──────── MATERIAL PROVIDED
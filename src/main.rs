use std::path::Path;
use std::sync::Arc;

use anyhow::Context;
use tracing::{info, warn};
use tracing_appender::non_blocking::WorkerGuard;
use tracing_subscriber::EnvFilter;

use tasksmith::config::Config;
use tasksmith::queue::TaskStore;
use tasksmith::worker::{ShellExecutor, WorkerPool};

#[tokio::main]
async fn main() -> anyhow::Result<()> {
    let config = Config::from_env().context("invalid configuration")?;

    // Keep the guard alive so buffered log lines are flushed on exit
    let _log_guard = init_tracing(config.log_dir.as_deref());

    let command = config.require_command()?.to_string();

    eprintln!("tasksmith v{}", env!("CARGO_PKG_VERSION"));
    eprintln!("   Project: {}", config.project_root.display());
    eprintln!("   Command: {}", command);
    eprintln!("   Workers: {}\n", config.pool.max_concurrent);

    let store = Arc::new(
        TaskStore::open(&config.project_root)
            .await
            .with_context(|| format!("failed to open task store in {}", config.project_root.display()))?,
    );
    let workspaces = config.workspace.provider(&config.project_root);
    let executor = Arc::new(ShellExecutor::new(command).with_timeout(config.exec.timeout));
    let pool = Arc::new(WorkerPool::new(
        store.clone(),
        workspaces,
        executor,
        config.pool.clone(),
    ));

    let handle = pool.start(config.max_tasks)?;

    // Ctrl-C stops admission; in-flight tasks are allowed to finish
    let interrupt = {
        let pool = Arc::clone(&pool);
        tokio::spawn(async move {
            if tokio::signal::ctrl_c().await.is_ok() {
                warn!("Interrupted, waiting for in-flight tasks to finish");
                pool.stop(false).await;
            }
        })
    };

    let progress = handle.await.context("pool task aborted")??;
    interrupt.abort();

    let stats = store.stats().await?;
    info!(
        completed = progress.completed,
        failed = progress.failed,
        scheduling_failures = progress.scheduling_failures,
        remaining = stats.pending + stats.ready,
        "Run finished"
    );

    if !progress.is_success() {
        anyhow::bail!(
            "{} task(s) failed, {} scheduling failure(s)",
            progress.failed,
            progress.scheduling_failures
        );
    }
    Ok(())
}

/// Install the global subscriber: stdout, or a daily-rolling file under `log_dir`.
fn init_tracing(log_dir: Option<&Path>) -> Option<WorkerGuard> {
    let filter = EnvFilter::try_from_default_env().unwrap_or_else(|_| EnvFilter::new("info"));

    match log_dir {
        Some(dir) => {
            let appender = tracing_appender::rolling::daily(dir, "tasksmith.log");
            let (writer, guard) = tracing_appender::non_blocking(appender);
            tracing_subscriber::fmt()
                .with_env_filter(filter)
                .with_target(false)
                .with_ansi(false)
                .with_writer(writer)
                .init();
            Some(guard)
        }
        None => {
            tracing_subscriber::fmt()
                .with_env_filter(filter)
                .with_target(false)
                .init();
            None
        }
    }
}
────────────────
The records above are to be output in full and without error.

**OUTPUT BELOW**:
filename src/main.rs
use std::path::Path;
use std::sync::Arc;

use anyhow::Context;
use tracing::{info, warn};
use tracing_appender::non_blocking::WorkerGuard;
use tracing_subscriber::EnvFilter;

use tasksmith::config::Config;
use tasksmith::queue::TaskStore;
use tasksmith::worker::{ShellExecutor, WorkerPool};

#[tokio::main]
async fn main() -> anyhow::Result<()> {
    let config = Config::from_env().context("invalid configuration")?;

    // Keep the guard alive so buffered log lines are flushed on exit
    let _log_guard = init_tracing(config.log_dir.as_deref());

    let command = config.require_command()?.to_string();

    eprintln!("tasksmith v{}", env!("CARGO_PKG_VERSION"));
    eprintln!("   Project: {}", config.project_root.display());
    eprintln!("   Command: {}", command);
    eprintln!("   Workers: {}\n", config.pool.max_concurrent);

    let store = Arc::new(
        TaskStore::open(&config.project_root)
            .await
            .with_context(|| format!("failed to open task store in {}", config.project_root.display()))?,
    );
    let workspaces = config.workspace.provider(&config.project_root);
    let executor = Arc::new(ShellExecutor::new(command).with_timeout(config.exec.timeout));
    let pool = Arc::new(WorkerPool::new(
        store.clone(),
        workspaces,
        executor,
        config.pool.clone(),
    ));

    let handle = pool.start(config.max_tasks)?;

    // Ctrl-C stops admission; in-flight tasks are allowed to finish
    let interrupt = {
        let pool = Arc::clone(&pool);
        tokio::spawn(async move {
            if tokio::signal::ctrl_c().await.is_ok() {
                warn!("Interrupted, waiting for in-flight tasks to finish");
                pool.stop(false).await;
            }
        })
    };

    let progress = handle.await.context("pool task aborted")??;
    interrupt.abort();

    let stats = store.stats().await?;
    info!(
        completed = progress.completed,
        failed = progress.failed,
        scheduling_failures = progress.scheduling_failures,
        remaining = stats.pending + stats.ready,
        "Run finished"
    );

    if !progress.is_success() {
        anyhow::bail!(
            "{} task(s) failed, {} scheduling failure(s)",
            progress.failed,
            progress.scheduling_failures
        );
    }
    Ok(())
}

/// Install the global subscriber: stdout, or a daily-rolling file under `log_dir`.
fn init_tracing(log_dir: Option<&Path>) -> Option<WorkerGuard> {
    let filter = EnvFilter::try_from_default_env().unwrap_or_else(|_| EnvFilter::new("info"));

    match log_dir {
        Some(dir) => {
            let appender = tracing_appender::rolling::daily(dir, "tasksmith.log");
            let (writer, guard) = tracing_appender::non_blocking(appender);
            tracing_subscriber::fmt()
                .with_env_filter(filter)
                .with_target(false)
                .with_ansi(false)
                .with_writer(writer)
                .init();
            Some(guard)
        }
        None => {
            tracing_subscriber::fmt()
                .with_env_filter(filter)
                .with_target(false)
                .init();
            None
        }
    }
}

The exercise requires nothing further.